ALL Metrics
-
Views
-
Downloads
Get PDF
Get XML
Cite
Export
Track
Software Tool Article

Automated quality control for genome wide association studies

[version 1; peer review: 1 approved, 2 approved with reservations]
PUBLISHED 29 Jul 2016
Author details Author details
OPEN PEER REVIEW
REVIEWER STATUS

Abstract

This paper provides details on the necessary steps to assess and control data in genome wide association studies (GWAS) using genotype information on a large number of genetic markers for large number of individuals. Due to varied study designs and genotyping platforms between multiple sites/projects as well as potential genotyping errors, it is important to ensure high quality data. Scripts and directions are provided to facilitate others in this process.

Keywords

Genome wide association, genotype information, quality control

Introduction

Biases and errors can lead to erroneous associations in case-control association tests. Quality control (QC) that removes markers and individuals from a study that may introduce these biases can greatly increase the accuracy of findings. There are many examples of best practices for GWAS QC1,2. This paper describes some standard QC steps and also provides links to automated scripts to perform QC making the process easier and easily reproducible. Standard tools such as PLINK3 and SMARTPCA4,5 are called by the scripts.

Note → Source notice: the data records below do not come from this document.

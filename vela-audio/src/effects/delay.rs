//! Feedback delay with mono and ping-pong topologies
//!
//! Both topologies are allocated at construction and always fed with the
//! input, sharing the same delay time and feedback. The selector only moves
//! a crossfade between their outputs, so flipping `ping_pong` never exposes
//! a half-switched graph and never steps the output.
//!
//! - Mono: per channel `delay → feedback → delay`
//! - Ping-pong: `delayL → feedbackL → delayR`, `delayR → feedbackR → delayL`

use super::{Bypass, Effect, StateSync};
use crate::smoother::SmoothedParam;

/// Maximum delay time in seconds
const MAX_DELAY_SECS: f32 = 2.0;
const MIN_DELAY_SECS: f32 = 0.001;

/// Feedback is hard-capped here; at or above 1.0 the loop diverges
const MAX_FEEDBACK: f32 = 0.9;

/// Which wiring feeds the wet output
#[derive(Debug, Clone, Copy, PartialEq, Eq, Default)]
pub enum DelayTopology {
    #[default]
    Mono,
    PingPong,
}

/// Delay settings as held by the control plane
#[derive(Debug, Clone, Copy, PartialEq)]
pub struct DelayState {
    pub enabled: bool,
    /// Delay time in seconds (0.001 - 2)
    pub time: f32,
    /// Feedback amount (0 - 0.9)
    pub feedback: f32,
    pub ping_pong: bool,
    pub mix: f32,
}

impl Default for DelayState {
    fn default() -> Self {
        Self {
            enabled: false,
            time: 0.25,
            feedback: 0.3,
            ping_pong: false,
            mix: 0.5,
        }
    }
}

/// Single-channel circular delay line with linear fractional reads
#[derive(Debug, Clone)]
struct DelayLine {
    buffer: Vec<f32>,
    /// Next slot to write; `write_pos - 1` is the newest sample
    write_pos: usize,
}

impl DelayLine {
    fn new(len: usize) -> Self {
        Self {
            buffer: vec![0.0; len.max(4)],
            write_pos: 0,
        }
    }

    /// Longest delay (in frames) that can be read without wrapping into the write slot
    fn max_delay(&self) -> f32 {
        (self.buffer.len() - 2) as f32
    }

    #[inline]
    fn read(&self, delay_frames: f32) -> f32 {
        let len = self.buffer.len();
        let delay = delay_frames.clamp(1.0, self.max_delay());
        let int_delay = delay as usize;
        let frac = delay - int_delay as f32;

        let i0 = (self.write_pos + len - int_delay) % len;
        let i1 = (i0 + len - 1) % len;
        self.buffer[i0] * (1.0 - frac) + self.buffer[i1] * frac
    }

    #[inline]
    fn write(&mut self, sample: f32) {
        self.buffer[self.write_pos] = sample;
        self.write_pos = (self.write_pos + 1) % self.buffer.len();
    }

    fn clear(&mut self) {
        self.buffer.fill(0.0);
        self.write_pos = 0;
    }

    fn release(&mut self) {
        self.buffer = Vec::new();
        self.write_pos = 0;
    }
}

/// Stereo feedback delay unit
pub struct Delay {
    sample_rate: f32,
    bypass: Bypass,

    time: SmoothedParam,
    feedback: SmoothedParam,
    topology: DelayTopology,
    /// 0.0 = mono output, 1.0 = ping-pong output
    selector: SmoothedParam,

    mono_l: DelayLine,
    mono_r: DelayLine,
    ping_l: DelayLine,
    ping_r: DelayLine,
}

impl Delay {
    /// Create a new delay with default settings (disabled)
    pub fn new(sample_rate: f32) -> Self {
        let defaults = DelayState::default();
        let len = (sample_rate * MAX_DELAY_SECS).ceil() as usize + 3;

        Self {
            sample_rate,
            bypass: Bypass::new(sample_rate, false, defaults.mix),
            time: SmoothedParam::new(sample_rate, defaults.time),
            feedback: SmoothedParam::new(sample_rate, defaults.feedback),
            topology: DelayTopology::Mono,
            selector: SmoothedParam::new(sample_rate, 0.0),
            mono_l: DelayLine::new(len),
            mono_r: DelayLine::new(len),
            ping_l: DelayLine::new(len),
            ping_r: DelayLine::new(len),
        }
    }

    /// Set delay time in seconds (0.001 - 2)
    pub fn set_time(&mut self, seconds: f32) {
        self.time.set(seconds.clamp(MIN_DELAY_SECS, MAX_DELAY_SECS));
    }

    pub fn time(&self) -> f32 {
        self.time.target()
    }

    /// Set feedback amount (capped at 0.9)
    pub fn set_feedback(&mut self, feedback: f32) {
        self.feedback.set(feedback.clamp(0.0, MAX_FEEDBACK));
    }

    pub fn feedback(&self) -> f32 {
        self.feedback.target()
    }

    /// Select the ping-pong or mono topology for the wet output
    pub fn set_ping_pong(&mut self, ping_pong: bool) {
        let topology = if ping_pong {
            DelayTopology::PingPong
        } else {
            DelayTopology::Mono
        };
        if topology != self.topology {
            self.topology = topology;
            self.selector.set(if ping_pong { 1.0 } else { 0.0 });
        }
    }

    pub fn ping_pong(&self) -> bool {
        self.topology == DelayTopology::PingPong
    }

    pub fn topology(&self) -> DelayTopology {
        self.topology
    }
}

impl Effect for Delay {
    fn process(&mut self, samples: &mut [f32]) {
        if self.bypass.is_disposed() {
            return;
        }

        let Self {
            sample_rate,
            bypass,
            time,
            feedback,
            selector,
            mono_l,
            mono_r,
            ping_l,
            ping_r,
            ..
        } = self;
        let sample_rate = *sample_rate;

        bypass.process(samples, |in_l, in_r| {
            let delay_frames = time.next() * sample_rate;
            let fb = feedback.next();
            let sel = selector.next();

            // Mono: each channel feeds back into itself
            let mono_out_l = mono_l.read(delay_frames);
            let mono_out_r = mono_r.read(delay_frames);
            mono_l.write(in_l + mono_out_l * fb);
            mono_r.write(in_r + mono_out_r * fb);

            // Ping-pong: each channel feeds back into the other
            let ping_out_l = ping_l.read(delay_frames);
            let ping_out_r = ping_r.read(delay_frames);
            ping_l.write(in_l + ping_out_r * fb);
            ping_r.write(in_r + ping_out_l * fb);

            (
                mono_out_l * (1.0 - sel) + ping_out_l * sel,
                mono_out_r * (1.0 - sel) + ping_out_r * sel,
            )
        });
    }

    fn reset(&mut self) {
        self.mono_l.clear();
        self.mono_r.clear();
        self.ping_l.clear();
        self.ping_r.clear();
    }

    fn bypass(&self) -> &Bypass {
        &self.bypass
    }

    fn bypass_mut(&mut self) -> &mut Bypass {
        &mut self.bypass
    }

    fn name(&self) -> &'static str {
        "Delay"
    }

    fn dispose(&mut self) {
        if self.bypass.dispose() {
            self.mono_l.release();
            self.mono_r.release();
            self.ping_l.release();
            self.ping_r.release();
        }
    }
}

impl StateSync for Delay {
    type State = DelayState;

    fn update_from_state(&mut self, state: &DelayState) {
        self.set_enabled(state.enabled);
        self.set_time(state.time);
        self.set_feedback(state.feedback);
        self.set_ping_pong(state.ping_pong);
        self.set_mix(state.mix);
    }

    fn state(&self) -> DelayState {
        DelayState {
            enabled: self.is_enabled(),
            time: self.time(),
            feedback: self.feedback(),
            ping_pong: self.ping_pong(),
            mix: self.mix(),
        }
    }
}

Due to the need for reproducibility in science, automated pipelines that can be used to repeat computational experiments and save relevant parameters is extremely important. Done step-by-step, the QC process can be quite lengthy (about 8 hours for an expert and almost certainly longer for a novice and/or someone with limited computational resources according to Anderson et al.1) and difficult to repeat exactly. Here we present scripts that perform automated GWAS QC using a parameter file that can be saved to redo the process and save human time. A log file is produced that summarizes the process to easily compare different QC parameters and their effects on the data.

Methods

Implementation

QC steps implemented in this pipeline. The steps automated here mostly follow the notes on QC6 developed by MikeWeale and also calls some R7 scripts described in his notes during the QC pipeline. It is assumed that input files are already in PLINK format. Figure 1 shows a complete QC pipeline that includes combining data from multiple chromosomes and studies and two portions of the QC pipeline. There are two scripts, QC.py which takes advantage of PLINK calls and also PCA.py that does principal component analysis to investigate population stratification.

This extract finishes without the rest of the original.